[Stored data]
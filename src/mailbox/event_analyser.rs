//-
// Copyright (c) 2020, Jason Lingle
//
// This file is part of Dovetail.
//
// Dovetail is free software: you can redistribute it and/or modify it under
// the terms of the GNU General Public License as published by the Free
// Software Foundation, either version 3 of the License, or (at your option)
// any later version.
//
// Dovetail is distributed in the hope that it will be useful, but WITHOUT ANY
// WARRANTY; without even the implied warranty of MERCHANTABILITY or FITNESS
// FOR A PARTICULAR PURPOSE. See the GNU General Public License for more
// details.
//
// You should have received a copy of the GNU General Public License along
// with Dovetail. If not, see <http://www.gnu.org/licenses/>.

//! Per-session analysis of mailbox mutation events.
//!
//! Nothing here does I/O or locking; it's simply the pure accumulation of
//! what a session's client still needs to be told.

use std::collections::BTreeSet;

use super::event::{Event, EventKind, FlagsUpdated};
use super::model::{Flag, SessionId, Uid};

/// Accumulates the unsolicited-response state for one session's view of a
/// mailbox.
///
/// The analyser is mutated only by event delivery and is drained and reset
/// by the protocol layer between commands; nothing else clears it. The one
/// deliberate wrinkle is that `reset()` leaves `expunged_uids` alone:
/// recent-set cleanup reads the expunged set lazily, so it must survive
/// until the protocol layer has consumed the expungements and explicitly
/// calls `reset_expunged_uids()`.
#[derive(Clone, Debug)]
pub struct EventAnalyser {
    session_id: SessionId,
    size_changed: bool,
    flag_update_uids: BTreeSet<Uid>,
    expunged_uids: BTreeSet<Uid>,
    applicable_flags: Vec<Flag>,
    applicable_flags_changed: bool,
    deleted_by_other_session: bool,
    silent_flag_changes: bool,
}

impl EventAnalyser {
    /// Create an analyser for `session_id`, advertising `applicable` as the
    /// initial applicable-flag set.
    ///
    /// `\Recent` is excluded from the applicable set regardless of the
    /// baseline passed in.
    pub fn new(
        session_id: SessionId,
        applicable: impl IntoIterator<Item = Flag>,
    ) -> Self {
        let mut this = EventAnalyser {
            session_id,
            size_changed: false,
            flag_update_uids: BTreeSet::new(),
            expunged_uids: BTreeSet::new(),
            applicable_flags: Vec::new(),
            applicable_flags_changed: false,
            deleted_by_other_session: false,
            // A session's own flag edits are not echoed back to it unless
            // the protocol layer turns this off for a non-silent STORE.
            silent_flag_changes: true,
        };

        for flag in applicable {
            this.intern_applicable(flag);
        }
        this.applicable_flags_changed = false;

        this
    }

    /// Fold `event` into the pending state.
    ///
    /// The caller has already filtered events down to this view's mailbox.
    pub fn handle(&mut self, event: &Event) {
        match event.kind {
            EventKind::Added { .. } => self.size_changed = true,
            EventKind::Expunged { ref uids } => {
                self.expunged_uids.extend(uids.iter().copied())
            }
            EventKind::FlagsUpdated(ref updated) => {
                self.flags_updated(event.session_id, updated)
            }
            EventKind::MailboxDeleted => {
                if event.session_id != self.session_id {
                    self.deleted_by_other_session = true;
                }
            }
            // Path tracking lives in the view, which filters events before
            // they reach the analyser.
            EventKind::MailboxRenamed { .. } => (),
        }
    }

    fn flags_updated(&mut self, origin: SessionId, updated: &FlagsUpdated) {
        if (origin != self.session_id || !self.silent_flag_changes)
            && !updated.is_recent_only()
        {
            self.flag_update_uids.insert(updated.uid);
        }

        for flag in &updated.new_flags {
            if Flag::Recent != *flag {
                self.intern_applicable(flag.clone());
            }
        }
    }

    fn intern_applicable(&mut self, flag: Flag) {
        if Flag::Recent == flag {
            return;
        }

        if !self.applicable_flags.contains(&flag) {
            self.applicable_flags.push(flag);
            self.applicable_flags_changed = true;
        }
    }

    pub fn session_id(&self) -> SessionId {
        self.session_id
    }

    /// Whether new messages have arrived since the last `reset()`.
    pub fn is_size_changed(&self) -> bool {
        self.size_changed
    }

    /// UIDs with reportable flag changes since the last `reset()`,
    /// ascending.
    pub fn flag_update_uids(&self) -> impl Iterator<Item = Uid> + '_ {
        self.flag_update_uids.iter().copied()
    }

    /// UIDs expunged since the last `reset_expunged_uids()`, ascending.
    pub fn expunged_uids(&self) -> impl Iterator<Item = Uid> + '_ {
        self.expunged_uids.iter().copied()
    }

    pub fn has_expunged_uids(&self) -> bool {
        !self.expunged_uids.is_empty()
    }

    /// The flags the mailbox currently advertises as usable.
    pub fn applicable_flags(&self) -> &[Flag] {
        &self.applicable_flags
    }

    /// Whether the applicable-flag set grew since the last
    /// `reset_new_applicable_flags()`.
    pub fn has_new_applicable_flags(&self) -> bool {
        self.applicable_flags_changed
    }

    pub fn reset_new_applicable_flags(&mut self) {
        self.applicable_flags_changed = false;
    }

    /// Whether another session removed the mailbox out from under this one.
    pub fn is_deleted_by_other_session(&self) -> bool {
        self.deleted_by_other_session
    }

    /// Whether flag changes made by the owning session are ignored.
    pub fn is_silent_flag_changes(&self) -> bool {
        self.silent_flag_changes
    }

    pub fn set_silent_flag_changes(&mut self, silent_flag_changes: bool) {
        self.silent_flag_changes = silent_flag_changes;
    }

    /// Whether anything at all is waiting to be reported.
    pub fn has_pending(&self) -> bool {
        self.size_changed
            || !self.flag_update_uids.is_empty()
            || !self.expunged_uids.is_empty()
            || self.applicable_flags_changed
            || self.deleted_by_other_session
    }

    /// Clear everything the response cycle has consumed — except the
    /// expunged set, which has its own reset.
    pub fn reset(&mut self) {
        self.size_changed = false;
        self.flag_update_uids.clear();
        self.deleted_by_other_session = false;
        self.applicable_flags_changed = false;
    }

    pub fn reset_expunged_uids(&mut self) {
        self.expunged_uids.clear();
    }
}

* * *

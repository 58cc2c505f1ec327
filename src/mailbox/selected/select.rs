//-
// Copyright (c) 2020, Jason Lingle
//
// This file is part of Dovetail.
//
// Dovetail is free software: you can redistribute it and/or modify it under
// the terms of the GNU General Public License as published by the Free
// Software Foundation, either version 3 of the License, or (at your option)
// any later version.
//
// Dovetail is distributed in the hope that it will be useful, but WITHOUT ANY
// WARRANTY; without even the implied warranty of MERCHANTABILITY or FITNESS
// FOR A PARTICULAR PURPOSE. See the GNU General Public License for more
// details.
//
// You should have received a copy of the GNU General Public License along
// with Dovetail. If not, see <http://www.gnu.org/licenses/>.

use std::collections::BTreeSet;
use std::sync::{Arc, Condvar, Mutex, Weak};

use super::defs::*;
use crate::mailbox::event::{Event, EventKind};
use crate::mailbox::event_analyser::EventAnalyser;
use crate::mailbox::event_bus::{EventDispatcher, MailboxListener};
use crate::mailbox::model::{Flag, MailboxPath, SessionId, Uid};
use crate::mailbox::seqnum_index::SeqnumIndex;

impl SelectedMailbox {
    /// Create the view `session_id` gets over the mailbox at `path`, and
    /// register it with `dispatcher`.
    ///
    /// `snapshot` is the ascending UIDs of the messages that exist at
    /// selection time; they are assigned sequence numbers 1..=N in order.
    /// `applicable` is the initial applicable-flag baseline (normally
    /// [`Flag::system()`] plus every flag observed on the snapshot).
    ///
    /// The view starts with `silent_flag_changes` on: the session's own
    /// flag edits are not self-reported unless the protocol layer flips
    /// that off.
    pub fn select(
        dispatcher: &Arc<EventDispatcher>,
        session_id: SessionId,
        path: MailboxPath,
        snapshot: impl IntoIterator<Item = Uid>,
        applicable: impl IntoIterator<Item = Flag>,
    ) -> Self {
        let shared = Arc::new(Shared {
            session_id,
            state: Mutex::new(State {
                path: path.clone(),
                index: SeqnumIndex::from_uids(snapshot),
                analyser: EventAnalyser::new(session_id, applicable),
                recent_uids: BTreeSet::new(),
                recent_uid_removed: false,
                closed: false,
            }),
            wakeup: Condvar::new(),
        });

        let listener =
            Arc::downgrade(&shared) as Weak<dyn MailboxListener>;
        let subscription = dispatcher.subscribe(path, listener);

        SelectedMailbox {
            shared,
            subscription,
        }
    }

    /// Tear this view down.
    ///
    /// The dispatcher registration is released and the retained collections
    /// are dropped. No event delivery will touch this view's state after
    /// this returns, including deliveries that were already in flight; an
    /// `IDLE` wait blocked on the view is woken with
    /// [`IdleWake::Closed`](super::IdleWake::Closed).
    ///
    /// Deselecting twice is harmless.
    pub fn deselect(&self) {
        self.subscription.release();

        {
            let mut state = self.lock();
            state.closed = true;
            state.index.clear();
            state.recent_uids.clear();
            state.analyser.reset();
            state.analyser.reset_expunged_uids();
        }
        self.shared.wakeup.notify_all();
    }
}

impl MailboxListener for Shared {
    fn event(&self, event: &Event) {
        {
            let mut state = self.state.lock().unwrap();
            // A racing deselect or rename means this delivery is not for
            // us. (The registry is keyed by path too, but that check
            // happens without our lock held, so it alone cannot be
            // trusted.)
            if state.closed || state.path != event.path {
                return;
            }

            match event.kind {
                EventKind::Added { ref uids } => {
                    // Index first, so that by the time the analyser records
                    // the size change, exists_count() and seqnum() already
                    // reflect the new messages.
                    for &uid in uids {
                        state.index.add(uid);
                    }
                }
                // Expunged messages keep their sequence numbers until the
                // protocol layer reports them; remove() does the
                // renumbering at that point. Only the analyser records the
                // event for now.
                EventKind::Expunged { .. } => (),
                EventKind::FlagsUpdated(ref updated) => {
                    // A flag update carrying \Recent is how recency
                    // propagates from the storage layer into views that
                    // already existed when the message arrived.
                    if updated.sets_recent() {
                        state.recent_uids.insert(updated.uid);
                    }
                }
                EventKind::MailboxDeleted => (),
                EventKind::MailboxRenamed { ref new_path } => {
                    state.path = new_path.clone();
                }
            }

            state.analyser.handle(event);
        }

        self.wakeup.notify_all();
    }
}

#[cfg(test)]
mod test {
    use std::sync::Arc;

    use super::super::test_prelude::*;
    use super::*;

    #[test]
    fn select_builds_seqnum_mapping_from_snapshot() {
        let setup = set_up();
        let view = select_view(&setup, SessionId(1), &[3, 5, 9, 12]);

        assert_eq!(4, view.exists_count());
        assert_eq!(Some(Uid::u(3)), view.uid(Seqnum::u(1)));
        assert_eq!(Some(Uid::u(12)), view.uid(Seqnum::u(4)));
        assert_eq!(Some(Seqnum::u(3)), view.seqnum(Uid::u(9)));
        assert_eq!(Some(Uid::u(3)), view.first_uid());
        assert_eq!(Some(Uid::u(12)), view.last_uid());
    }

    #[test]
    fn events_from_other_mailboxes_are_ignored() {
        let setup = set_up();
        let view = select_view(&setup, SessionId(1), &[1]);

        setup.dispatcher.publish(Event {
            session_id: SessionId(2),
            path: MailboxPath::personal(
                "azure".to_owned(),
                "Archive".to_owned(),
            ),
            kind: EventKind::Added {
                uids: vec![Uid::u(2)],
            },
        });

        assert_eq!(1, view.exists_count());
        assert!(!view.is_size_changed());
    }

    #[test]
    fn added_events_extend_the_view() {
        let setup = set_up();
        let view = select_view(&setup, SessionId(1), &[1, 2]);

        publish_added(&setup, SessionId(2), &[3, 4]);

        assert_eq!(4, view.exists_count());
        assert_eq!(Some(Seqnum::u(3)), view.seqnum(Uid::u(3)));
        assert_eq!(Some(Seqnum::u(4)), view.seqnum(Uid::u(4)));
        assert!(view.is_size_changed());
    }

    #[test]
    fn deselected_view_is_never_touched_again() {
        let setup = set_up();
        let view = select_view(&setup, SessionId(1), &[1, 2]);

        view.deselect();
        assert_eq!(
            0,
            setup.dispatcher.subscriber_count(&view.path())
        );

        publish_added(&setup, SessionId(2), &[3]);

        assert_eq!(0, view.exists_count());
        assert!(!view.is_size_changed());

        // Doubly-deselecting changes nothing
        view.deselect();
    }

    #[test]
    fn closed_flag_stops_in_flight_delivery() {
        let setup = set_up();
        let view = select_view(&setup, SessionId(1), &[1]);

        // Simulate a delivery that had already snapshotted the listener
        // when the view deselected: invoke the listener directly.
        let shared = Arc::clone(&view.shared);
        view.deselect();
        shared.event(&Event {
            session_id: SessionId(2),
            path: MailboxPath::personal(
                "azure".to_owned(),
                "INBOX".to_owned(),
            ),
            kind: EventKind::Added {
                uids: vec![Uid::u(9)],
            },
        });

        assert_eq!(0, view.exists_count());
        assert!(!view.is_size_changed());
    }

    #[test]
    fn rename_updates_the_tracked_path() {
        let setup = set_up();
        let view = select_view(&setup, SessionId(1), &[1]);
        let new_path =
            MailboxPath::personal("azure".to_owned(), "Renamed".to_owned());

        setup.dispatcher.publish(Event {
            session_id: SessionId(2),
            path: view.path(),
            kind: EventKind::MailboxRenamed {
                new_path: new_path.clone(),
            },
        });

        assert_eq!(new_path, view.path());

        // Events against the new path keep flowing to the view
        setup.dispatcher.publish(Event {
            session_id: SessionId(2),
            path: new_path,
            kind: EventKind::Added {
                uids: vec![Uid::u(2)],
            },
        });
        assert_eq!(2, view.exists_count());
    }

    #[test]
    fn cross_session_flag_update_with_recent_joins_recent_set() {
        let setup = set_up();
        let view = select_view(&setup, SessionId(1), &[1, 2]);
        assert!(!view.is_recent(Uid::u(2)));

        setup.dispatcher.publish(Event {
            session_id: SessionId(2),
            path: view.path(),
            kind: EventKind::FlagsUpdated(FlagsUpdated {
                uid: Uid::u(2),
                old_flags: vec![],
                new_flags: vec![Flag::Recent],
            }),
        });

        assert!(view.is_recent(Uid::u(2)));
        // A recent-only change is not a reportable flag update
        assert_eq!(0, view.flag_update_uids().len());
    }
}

• [What you should do]: Reproduce each line of the records in which "that" appears.

• [Answer for this exercise]:
// Dovetail is distributed in the hope that it will be useful, but WITHOUT ANY
/// deliberate wrinkle is that `reset()` leaves `expunged_uids` alone:
// Dovetail is distributed in the hope that it will be useful, but WITHOUT ANY
    /// `snapshot` is the ascending UIDs of the messages that exist at
    /// that off.
    /// this returns, including deliveries that were already in flight; an
            // us. (The registry is keyed by path too, but that check
                    // Index first, so that by the time the analyser records
                // renumbering at that point. Only the analyser records the
                    // propagates from the storage layer into views that
        // Simulate a delivery that had already snapshotted the listener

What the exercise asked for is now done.